All these priorities that the city spends so much time talking about — social service funding, sidewalk repair, affordable housing, economic development — and the city puts the extra money in another savings account? Maybe it is the responsible thing to do. The city does have a lot of infrastructure needs, although why not use the money to tackle a specific construction project, if we are falling so far behind?

That question and a whole lot of others never got asked because the City Commission never had a substantive discussion about it during the budget process this year. Instead, there was simply one Powerpoint slide in a long budget presentation that said the money would be transferred to the capital reserve account.

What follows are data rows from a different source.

fn lock(store: &Mutex<LogStore>) -> MutexGuard<'_, LogStore> {
    store.lock().unwrap_or_else(|poisoned| poisoned.into_inner())
}

/// Cloneable access to the log. Implements [`OrderedLog`] for nodes.
#[derive(Clone)]
pub struct SequencerHandle {
    store: Arc<Mutex<LogStore>>,
    control_tx: Sender<(u32, ControlRequest)>,
}

impl SequencerHandle {
    /// Start a new leadership term led by `leader_member_id`.
    pub fn elect(&self, leader_member_id: u32) -> u64 {
        let mut store = lock(&self.store);
        store.leadership_term += 1;
        store.leader_member_id = leader_member_id;
        let term = store.leadership_term;
        info!(term, leader_member_id, "new leadership term");
        store.append(LogBody::NewLeadershipTerm {
            term,
            leader_member_id,
        })
    }

    pub fn leader(&self) -> u32 {
        lock(&self.store).leader_member_id
    }

    pub fn leadership_term(&self) -> u64 {
        lock(&self.store).leadership_term
    }

    /// Position of the last committed entry, 0 when empty.
    pub fn last_position(&self) -> u64 {
        lock(&self.store).entries.len() as u64
    }

    /// Copy of every committed entry.
    pub fn entries(&self) -> Vec<LogEntry> {
        lock(&self.store).entries.clone()
    }

    /// Commit `body` directly, bypassing ingress.
    pub fn append(&self, body: LogBody) -> u64 {
        lock(&self.store).append(body)
    }
}

impl OrderedLog for SequencerHandle {
    fn subscribe(&self, from_position: u64) -> Result<Box<dyn LogSubscription>, TransportError> {
        let mut store = lock(&self.store);
        if store.closed {
            return Err(TransportError::Closed {
                endpoint: LOG_ENDPOINT.to_string(),
            });
        }
        let (tx, rx) = unbounded();
        let start = from_position.max(1) as usize - 1;
        for entry in store.entries.iter().skip(start) {
            // The receiver is still in scope.
            let _ = tx.send(entry.clone());
        }
        store.subscribers.push(tx);
        Ok(Box::new(LogReceiver { rx }))
    }

    fn control(&self, member_id: u32) -> Box<dyn LogControl> {
        Box::new(MemberControl {
            member_id,
            tx: self.control_tx.clone(),
        })
    }

    fn committed_position(&self) -> u64 {
        self.last_position()
    }
}

/// A node's view of committed entries.
pub struct LogReceiver {
    rx: Receiver<LogEntry>,
}

impl LogSubscription for LogReceiver {
    fn poll(&mut self, handler: &mut dyn FnMut(LogEntry), limit: usize) -> Result<usize, TransportError> {
        let mut delivered = 0;
        while delivered < limit {
            match self.rx.try_recv() {
                Ok(entry) => {
                    handler(entry);
                    delivered += 1;
                }
                Err(TryRecvError::Empty) => break,
                Err(TryRecvError::Disconnected) => {
                    if delivered == 0 {
                        return Err(TransportError::Closed {
                            endpoint: LOG_ENDPOINT.to_string(),
                        });
                    }
                    break;
                }
            }
        }
        Ok(delivered)
    }
}

/// Control channel from one member to the sequencer.
pub struct MemberControl {
    member_id: u32,
    tx: Sender<(u32, ControlRequest)>,
}

impl LogControl for MemberControl {
    fn request(&self, request: ControlRequest) -> Result<(), TransportError> {
        self.tx
            .send((self.member_id, request))
            .map_err(|_| TransportError::Closed {
                endpoint: LOG_ENDPOINT.to_string(),
            })
    }
}

/// Running sequencer. Stops on drop.
pub struct Sequencer {
    handle: SequencerHandle,
    running: Arc<AtomicBool>,
    thread: Option<JoinHandle<()>>,
}

impl Sequencer {
    /// Bind every member's client endpoint, commit the first term and start
    /// sequencing.
    pub fn start(
        config: SequencerConfig,
        members: &[ClusterMember],
        transport: Arc<dyn Transport>,
    ) -> Result<Self, TransportError> {
        let mut ingress = Vec::with_capacity(members.len());
        for member in members {
            let subscription = transport.bind(&member.client_endpoint(), config.ingress_capacity)?;
            ingress.push((member.member_id, subscription));
        }

        let store = Arc::new(Mutex::new(LogStore {
            entries: Vec::new(),
            subscribers: Vec::new(),
            leadership_term: 0,
            leader_member_id: config.initial_leader,
            last_timestamp: 0,
            closed: false,
        }));
        let (control_tx, control_rx) = unbounded();
        let handle = SequencerHandle {
            store: store.clone(),
            control_tx,
        };
        handle.elect(config.initial_leader);

        let running = Arc::new(AtomicBool::new(true));
        let mut runner = SequencerRunner {
            store,
            transport,
            members: members.iter().map(|m| (m.member_id, m.client_endpoint())).collect(),
            ingress,
            control_rx,
            sessions: BTreeMap::new(),
            next_session_id: 1,
            timers: BTreeMap::new(),
            session_timeout: config.session_timeout,
            idle: BackoffIdleStrategy::from_config(&config.idle),
            running: running.clone(),
        };
        let thread = thread::spawn(move || runner.run());

        Ok(Sequencer {
            handle,
            running,
            thread: Some(thread),
        })
    }

    pub fn handle(&self) -> SequencerHandle {
        self.handle.clone()
    }

    /// Stop sequencing. Subscribed nodes see the log close.
    pub fn stop(&mut self) {
        self.running.store(false, Ordering::SeqCst);
        if let Some(thread) = self.thread.take() {
            let _ = thread.join();
        }
    }
}

impl Drop for Sequencer {
    fn drop(&mut self) {
        self.stop();
    }
}

struct SessionActivity {
    response_endpoint: String,
    last_activity: Instant,
}

struct SequencerRunner {
    store: Arc<Mutex<LogStore>>,
    transport: Arc<dyn Transport>,
    members: BTreeMap<u32, String>,
    ingress: Vec<(u32, Box<dyn Subscription + Send>)>,
    control_rx: Receiver<(u32, ControlRequest)>,
    sessions: BTreeMap<SessionId, SessionActivity>,
    next_session_id: SessionId,
    /// Pending timers: correlation id to deadline in cluster nanoseconds.
    timers: BTreeMap<u64, u64>,
    session_timeout: Duration,
    idle: BackoffIdleStrategy,
    running: Arc<AtomicBool>,
}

There was no discussion about whether some of that money could be used to eliminate the need for fees to be charged at public recreation centers, no discussion about whether it could be used to help the Lawrence Community Shelter with its budget shortfall, no discussion about whether it could be used to stave off cuts to organizations like The Chamber and the Lawrence Arts Center, no discussion about whether it could fund a plan to expand school resource officers at our public schools.

All those issues, and many more, produced hand-wringing during the last budget season. All the while, millions of public dollars needed a new home. Of course, some taxpayers also would have entertained getting some of that money back through lower taxes for the year. That didn’t get discussed either.

This is just the latest sign that city commissioners don’t have a good grasp on money matters. The latest city audit was an utter embarrassment. Over $60 million worth of adjustments had to be made to get the city’s books into compliance. On top of that, another Journal-World article reported the city’s water and sewer department has a savings account with more than $40 million in it at a time that water bills are increasing by a hefty 8%. The city still is trying to figure out how that savings account grew to that size.

Yes, the city has some mighty big savings accounts. But one is dwindling: the reserve of public trust. Commissioners can turn this around, though. A new city manager is on board. He is undoubtedly doing a deep dive on the finances of the organization he now leads. City commissioners should join him. There is a lot that needs to be explained.